この例では、記述統計量と4種類の連関性の統計量を含む相関分析を実施します。これには、Pearsonの積率相関、Spearmanの順位相関、KendallのTau-b係数、Hoeffdingの従属統計量が含まれます。
Fitness
データセットは入門ガイド: CORRプロシジャのセクションで作成されたものであり、これには31名の参加者の体力調査から得られた測定値が含まれています。次のステートメントは、変数Weight
、Oxygen
、Runtime
の4種類の連関性の統計量すべてを計算します。
ods graphics on; title 'Measures of Association for a Physical Fitness Study'; proc corr data=Fitness pearson spearman kendall hoeffding plots=matrix(histogram); var Weight Oxygen RunTime; run; ods graphics off;
3つのノンパラメトリック相関(SPEARMAN、KENDALL、HOEFFDING)がどれも指定されない場合、デフォルトでPearsonの相関が計算されます。それ以外の場合、Pearsonの相関を計算するには、PEARSONオプションを明示的に指定する必要があります。
出力2.1.1の表"Simple Statistics"には、分析変数の単変量統計量が示されています。デフォルトでは、変数の値が欠損値でないオブザベーションを使用して、その変数の単変量統計量が得られます。連関性のノンパラメトリック統計量を指定した場合、追加の記述統計量として、合計ではなく中央値が表示されます。
出力2.1.2の表"Pearson Correlation Coefficients"には、分析変数ペアのPearsonの相関統計量が示されています。Pearsonの相関は、2つの連続ランダム変数の連関性のパラメトリックな統計量です。欠損データが存在する場合、相関の計算に使用されるオブザベーション数が異なることがあります。
この表では、Runtime
とOxygen
間のPearson相関が–0.86843であり、これはp値が0.0001未満で有意であることを示しています。これは2変数間に強い負の線形相関があることを意味します。Runtime
が増加すると、Oxygen
は直線的に減少します。
Spearmanの順位相関は、データ値の順位に基づいて計算される連関性のノンパラメトリックな統計量です。出力2.1.3の表"Spearman Correlation Coefficients"の内容は、出力2.1.2の表"Pearson Correlation Coefficients"の内容と同様になります。
KendallのTau-bは、ペアのオブザベーション内の一致と不一致の数に基づく連関性のノンパラメトリックな統計量です。 出力2.1.4の表"Kendall Tau b Correlation Coefficients"の内容は、出力2.1.2の表"Pearson Correlation Coefficients"の内容と同様になります。
Hoeffdingの従属統計量は、より一般的な独立性からの乖離を測る、連関性のノンパラメトリックな統計量です。
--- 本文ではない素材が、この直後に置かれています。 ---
//! Convex and simple polygons with a movable center and fixed local vertices.
use std::f64::consts::TAU;

use glam::DVec2;

/// A polygon stored as vertex offsets from its center.
///
/// `local_vertices` are fixed at creation with the rotation already applied;
/// `rotation` records the angle that was used.
#[derive(Clone, Debug, PartialEq)]
pub struct Polygon {
    pub center: DVec2,
    pub local_vertices: Vec<DVec2>,
    pub rotation: f64,
}

impl Polygon {
    pub fn new(center: DVec2, local_vertices: Vec<DVec2>, rotation: f64) -> Self {
        Self {
            center,
            local_vertices,
            rotation,
        }
    }

    /// Regular polygon with `sides` vertices at distance `radius`, rotated by `rotation` radians.
    pub fn regular(center: DVec2, radius: f64, sides: u32, rotation: f64) -> Self {
        let local_vertices = (0..sides)
            .map(|i| {
                let theta = TAU * (i as f64 / sides as f64);
                rotate(DVec2::new(theta.cos(), theta.sin()) * radius, rotation)
            })
            .collect();
        Self::new(center, local_vertices, rotation)
    }

    pub fn len(&self) -> usize {
        self.local_vertices.len()
    }

    pub fn is_empty(&self) -> bool {
        self.local_vertices.is_empty()
    }

    /// Vertices in canvas coordinates.
    pub fn vertices(&self) -> impl ExactSizeIterator<Item = DVec2> + Clone + '_ {
        self.local_vertices.iter().map(move |v| self.center + *v)
    }

    /// Edges in canvas coordinates, closing back to the first vertex.
    pub fn edges(&self) -> impl Iterator<Item = (DVec2, DVec2)> + '_ {
        let n = self.local_vertices.len();
        (0..n).map(move |i| {
            (
                self.center + self.local_vertices[i],
                self.center + self.local_vertices[(i + 1) % n],
            )
        })
    }

    /// Largest vertex distance from the center.
    pub fn circumradius(&self) -> f64 {
        self.local_vertices
            .iter()
            .map(|v| v.length())
            .fold(0.0, f64::max)
    }

    /// Even-odd point containment.
    pub fn contains_point(&self, p: DVec2) -> bool {
        even_odd_contains(self.edges(), p)
    }

    /// True if any pair of edges crosses or either center lies inside the other polygon.
    pub fn intersects(&self, other: &Polygon) -> bool {
        let reach = self.circumradius() + other.circumradius();
        if self.center.distance_squared(other.center) >= reach * reach {
            return false;
        }

        for (a1, a2) in self.edges() {
            for (b1, b2) in other.edges() {
                if segments_intersect(a1, a2, b1, b2) {
                    return true;
                }
            }
        }

        other.contains_point(self.center) || self.contains_point(other.center)
    }
}

/// Even-odd rule over a closed ring given as its edges.
pub(crate) fn even_odd_contains(
    edges: impl IntoIterator<Item = (DVec2, DVec2)>,
    p: DVec2,
) -> bool {
    let mut inside = false;
    for (a, b) in edges {
        if (a.y > p.y) != (b.y > p.y) {
            let t = (p.y - a.y) / (b.y - a.y);
            if p.x < a.x + t * (b.x - a.x) {
                inside = !inside;
            }
        }
    }
    inside
}

#[inline]
fn rotate(v: DVec2, angle: f64) -> DVec2 {
    let (s, c) = angle.sin_cos();
    DVec2::new(v.x * c - v.y * s, v.x * s + v.y * c)
}

#[inline]
fn orientation(a: DVec2, b: DVec2, c: DVec2) -> f64 {
    (b - a).perp_dot(c - a)
}

#[inline]
fn on_segment(a: DVec2, b: DVec2, p: DVec2) -> bool {
    p.x >= a.x.min(b.x) && p.x <= a.x.max(b.x) && p.y >= a.y.min(b.y) && p.y <= a.y.max(b.y)
}

/// Closed segment intersection, collinear overlaps included.
pub(crate) fn segments_intersect(p1: DVec2, p2: DVec2, q1: DVec2, q2: DVec2) -> bool {
    let d1 = orientation(q1, q2, p1);
    let d2 = orientation(q1, q2, p2);
    let d3 = orientation(p1, p2, q1);
    let d4 = orientation(p1, p2, q2);

    if ((d1 > 0.0 && d2 < 0.0) || (d1 < 0.0 && d2 > 0.0))
        && ((d3 > 0.0 && d4 < 0.0) || (d3 < 0.0 && d4 > 0.0))
    {
        return true;
    }

    (d1 == 0.0 && on_segment(q1, q2, p1))
        || (d2 == 0.0 && on_segment(q1, q2, p2))
        || (d3 == 0.0 && on_segment(p1, p2, q1))
        || (d4 == 0.0 && on_segment(p1, p2, q2))
}
use std::cell::Cell;

use ishihara::prelude::*;
use ishihara_examples::{init_tracing, ring_mask, RasterSink};
use rand::rngs::StdRng;
use rand::SeedableRng;

const FRAME_BUDGET: usize = 40;

fn main() -> anyhow::Result<()> {
    init_tracing();
    let canvas = CanvasSize::new(600, 600);
    let mask = ring_mask(canvas, 0.0, 150.0);

    let config = PackingConfig::for_canvas(canvas)
        .with_invert_colors(true)
        .with_style(4);

    let mut engine = PackingEngine::new();
    engine.start(config, canvas, mask)?;

    // Stop from the host side once the frame budget is spent.
    let stop = engine.stop_handle();
    let frames = Cell::new(0usize);
    let mut scheduler = FnScheduler::new(|| {
        frames.set(frames.get() + 1);
        if frames.get() == FRAME_BUDGET {
            stop.request_stop();
        }
    });

    let mut raster = RasterSink::new(canvas, Color::WHITE);
    let progress = FilterSink::new(
        FnSink::new(|event| {
            if let PackingEvent::BatchFinished {
                batch,
                placed_total,
                ..
            } = event
            {
                if batch % 10 == 0 {
                    println!("batch {batch}: {placed_total} shapes");
                }
            }
        }),
        [PackingEventKind::BatchFinished],
    );
    let mut sinks = MultiSink::new().with(&mut raster).with(progress);

    let mut rng = StdRng::seed_from_u64(1234);
    let outcome = engine.run(&mut rng, &mut sinks, &mut scheduler)?;
    drop(sinks);

    if let Some(state) = engine.state() {
        let summary = state.summary();
        println!(
            "{outcome:?} after {} frames: {} shapes ({} on, {} off), {} attempts",
            frames.get(),
            summary.placed,
            summary.on_count,
            summary.off_count,
            summary.attempts
        );
    }
    raster.save_png("plate-stop-after-frames.png")?;
    Ok(())
}
#![forbid(unsafe_code)]
//! ishihara: Ishihara-style plate generation by randomized shape packing.
//!
//! Modules:
//! - shape: circles and regular polygons, candidate generation, mask probing, draw commands
//! - spatial: incremental 2-D k-d tree for nearest-neighbor queries over placed shapes
//! - color: palette table and on/off color selection
//! - mask: coverage sampling over RGBA images
//! - engine: batch-driven placement state machine, events and sinks
//!
//! For examples, see the `ishihara_examples` crate.
pub mod color;
pub mod config;
pub mod engine;
pub mod error;
pub mod mask;
pub mod sampling;
pub mod shape;
pub mod spatial;

/// Convenient re-exports for common types. Import with `use ishihara::prelude::*;`.
pub mod prelude {
    pub use crate::color::{Color, ColorSelector, PaletteTable, StylePalettes};
    pub use crate::config::{CanvasSize, PackingConfig, ShapeKind};
    pub use crate::engine::events::{
        EventSink, FilterSink, FnSink, MultiSink, PackingEvent, PackingEventKind, VecSink,
    };
    pub use crate::engine::{
        EngineState, EngineStatus, FnScheduler, FrameScheduler, PackingEngine, RunOutcome,
        RunSummary, StopHandle, TickOutcome,
    };
    pub use crate::error::{Error, Result};
    pub use crate::mask::{CoverageSampler, ImageMask, Rgba};
    pub use crate::shape::{Circle, DrawCommand, DrawGeometry, Polygon, Shape, ShapeFactory};
    pub use crate::spatial::{Neighbor, SpatialIndex};
}
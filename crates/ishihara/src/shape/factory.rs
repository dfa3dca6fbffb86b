//! Candidate generation, collision, classification, and drawing for each shape variant.
//!
//! [`ShapeFactory`] captures the parts of a [`PackingConfig`] and [`CanvasSize`]
//! that shape generation needs. Classification ([`ShapeFactory::overlaps_image`])
//! probes a small fixed set of points instead of integrating coverage over the
//! shape's area; shapes whose dark region falls between probes can be misclassified.
use std::f64::consts::TAU;

use glam::DVec2;
use rand::Rng;

use crate::color::Color;
use crate::config::{CanvasSize, PackingConfig, ShapeKind};
use crate::mask::CoverageSampler;
use crate::sampling::{rand01, rand_range};
use crate::shape::{Circle, DrawCommand, DrawGeometry, Polygon, Shape};

/// Diagonal probe offset, as a fraction of the radius, applied on each axis.
pub const CIRCLE_DIAGONAL_PROBE: f64 = 0.93;

/// Generates shapes of one variant within a canvas.
#[derive(Clone, Debug)]
pub struct ShapeFactory {
    kind: ShapeKind,
    min_radius: f64,
    max_radius: f64,
    sides: u32,
    circular_area: bool,
    canvas: CanvasSize,
}

impl ShapeFactory {
    /// Captures generation parameters. `config` is expected to be validated
    /// against `canvas`.
    pub fn new(config: &PackingConfig, canvas: CanvasSize) -> Self {
        debug_assert!(config.validate_for_canvas(canvas).is_ok());
        Self {
            kind: config.shape_kind,
            min_radius: config.min_radius,
            max_radius: config.max_radius,
            sides: config.sides,
            circular_area: config.circular_area,
            canvas,
        }
    }

    pub fn kind(&self) -> ShapeKind {
        self.kind
    }

    pub fn canvas_center(&self) -> DVec2 {
        DVec2::new(
            self.canvas.width as f64 * 0.5,
            self.canvas.height as f64 * 0.5,
        )
    }

    /// Draws a random candidate shape.
    ///
    /// The radius is uniform in `[min_radius, max_radius]`. In circular mode the
    /// anchor lies at a uniform angle and a uniform distance in
    /// `[0, circular_area_radius - radius]` from the canvas center; otherwise
    /// each coordinate is uniform in `[radius, dimension - radius]`. Polygons
    /// get a uniform rotation in `[0, 2π)`.
    pub fn generate(&self, rng: &mut dyn Rng) -> Shape {
        let radius = rand_range(rng, self.min_radius, self.max_radius);
        let center = self.sample_anchor(radius, rng);

        match self.kind {
            ShapeKind::Circle => Shape::Circle(Circle::new(center, radius)),
            ShapeKind::RegularPolygon => {
                let rotation = rand01(rng) * TAU;
                Shape::Polygon(Polygon::regular(center, radius, self.sides, rotation))
            }
        }
    }

    fn sample_anchor(&self, radius: f64, rng: &mut dyn Rng) -> DVec2 {
        if self.circular_area {
            let angle = rand01(rng) * TAU;
            let distance = rand01(rng) * (self.canvas.circular_area_radius() - radius);
            let (sin, cos) = angle.sin_cos();
            self.canvas_center() + DVec2::new(cos, sin) * distance
        } else {
            let w = self.canvas.width as f64;
            let h = self.canvas.height as f64;
            DVec2::new(
                radius + rand01(rng) * (w - radius * 2.0),
                radius + rand01(rng) * (h - radius * 2.0),
            )
        }
    }

    /// Whether any probe point of `shape` lands on a dark mask pixel.
    ///
    /// Circles probe the center, the four axis points at `r`, and four diagonal
    /// points offset by `0.93 r` on both axes. Polygons probe every vertex and
    /// the center. Pure in `(mask, shape)`.
    pub fn overlaps_image(mask: &dyn CoverageSampler, shape: &Shape) -> bool {
        match shape {
            Shape::Circle(c) => circle_probes(c)
                .into_iter()
                .any(|p| mask.is_covered(p.x, p.y)),
            Shape::Polygon(p) => p
                .vertices()
                .chain(std::iter::once(p.center))
                .any(|v| mask.is_covered(v.x, v.y)),
        }
    }

    /// Collision test between two shapes.
    ///
    /// Circle pairs use strict center distance, polygon pairs use edge crossing
    /// and center containment. A mixed pair compares the circle against the
    /// polygon's circumscribing circle.
    pub fn intersects(a: &Shape, b: &Shape) -> bool {
        match (a, b) {
            (Shape::Circle(a), Shape::Circle(b)) => a.intersects(b),
            (Shape::Polygon(a), Shape::Polygon(b)) => a.intersects(b),
            _ => a.bounding_circle().intersects(&b.bounding_circle()),
        }
    }

    /// Draw command for `shape` scaled by `draw_ratio` about its anchor.
    pub fn draw(shape: &Shape, draw_ratio: f64, color: Color) -> DrawCommand {
        let geometry = match shape {
            Shape::Circle(c) => DrawGeometry::Circle {
                center: c.center,
                radius: c.radius * draw_ratio,
            },
            Shape::Polygon(p) => DrawGeometry::Polygon {
                points: p
                    .local_vertices
                    .iter()
                    .map(|v| p.center + *v * draw_ratio)
                    .collect(),
            },
        };
        DrawCommand::new(geometry, color)
    }
}

fn circle_probes(c: &Circle) -> [DVec2; 9] {
    let DVec2 { x, y } = c.center;
    let r = c.radius;
    let d = r * CIRCLE_DIAGONAL_PROBE;
    [
        DVec2::new(x, y),
        DVec2::new(x, y - r),
        DVec2::new(x, y + r),
        DVec2::new(x - r, y),
        DVec2::new(x + r, y),
        DVec2::new(x - d, y + d),
        DVec2::new(x - d, y - d),
        DVec2::new(x + d, y + d),
        DVec2::new(x + d, y - d),
    ]
}
//! Spatial indexing of placed shapes.
//!
//! [`SpatialIndex`] answers bounded k-nearest queries over shape anchors so each
//! placement attempt is tested against a handful of neighbors instead of every
//! shape placed so far.
pub mod kdtree;

pub use kdtree::{Neighbor, SpatialIndex};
変数にタイが存在しない場合、D統計量は–0.5から1までの間で変化します。ここで、1は完全従属を意味します。それ以外の場合、D統計量はより小さな値となります。出力2.1.5の表"Hoeffding Dependence Coefficients"に、Hoeffdingの従属統計量を示します。変数Weight
にタイが存在するため、Weight
変数のD統計量は1未満になります。
PLOTS=MATRIX(HISTOGRAM)オプションを指定すると、CORRプロシジャは、VARステートメントに指定された分析変数の対称行列プロット(出力2.1.6)を表示します。
Oxygen
とRuntime
間に強い負の線形相関があることが、出力2.1.6から明らかです。
このグラフ表示を要求するには、ODS Graphicsを有効にし、PLOTS=オプションを指定します。ODS Graphicsの詳細は、SAS/STAT 13.2 User's GuideのChapter 21: Statistical Graphics Using ODSを参照してください。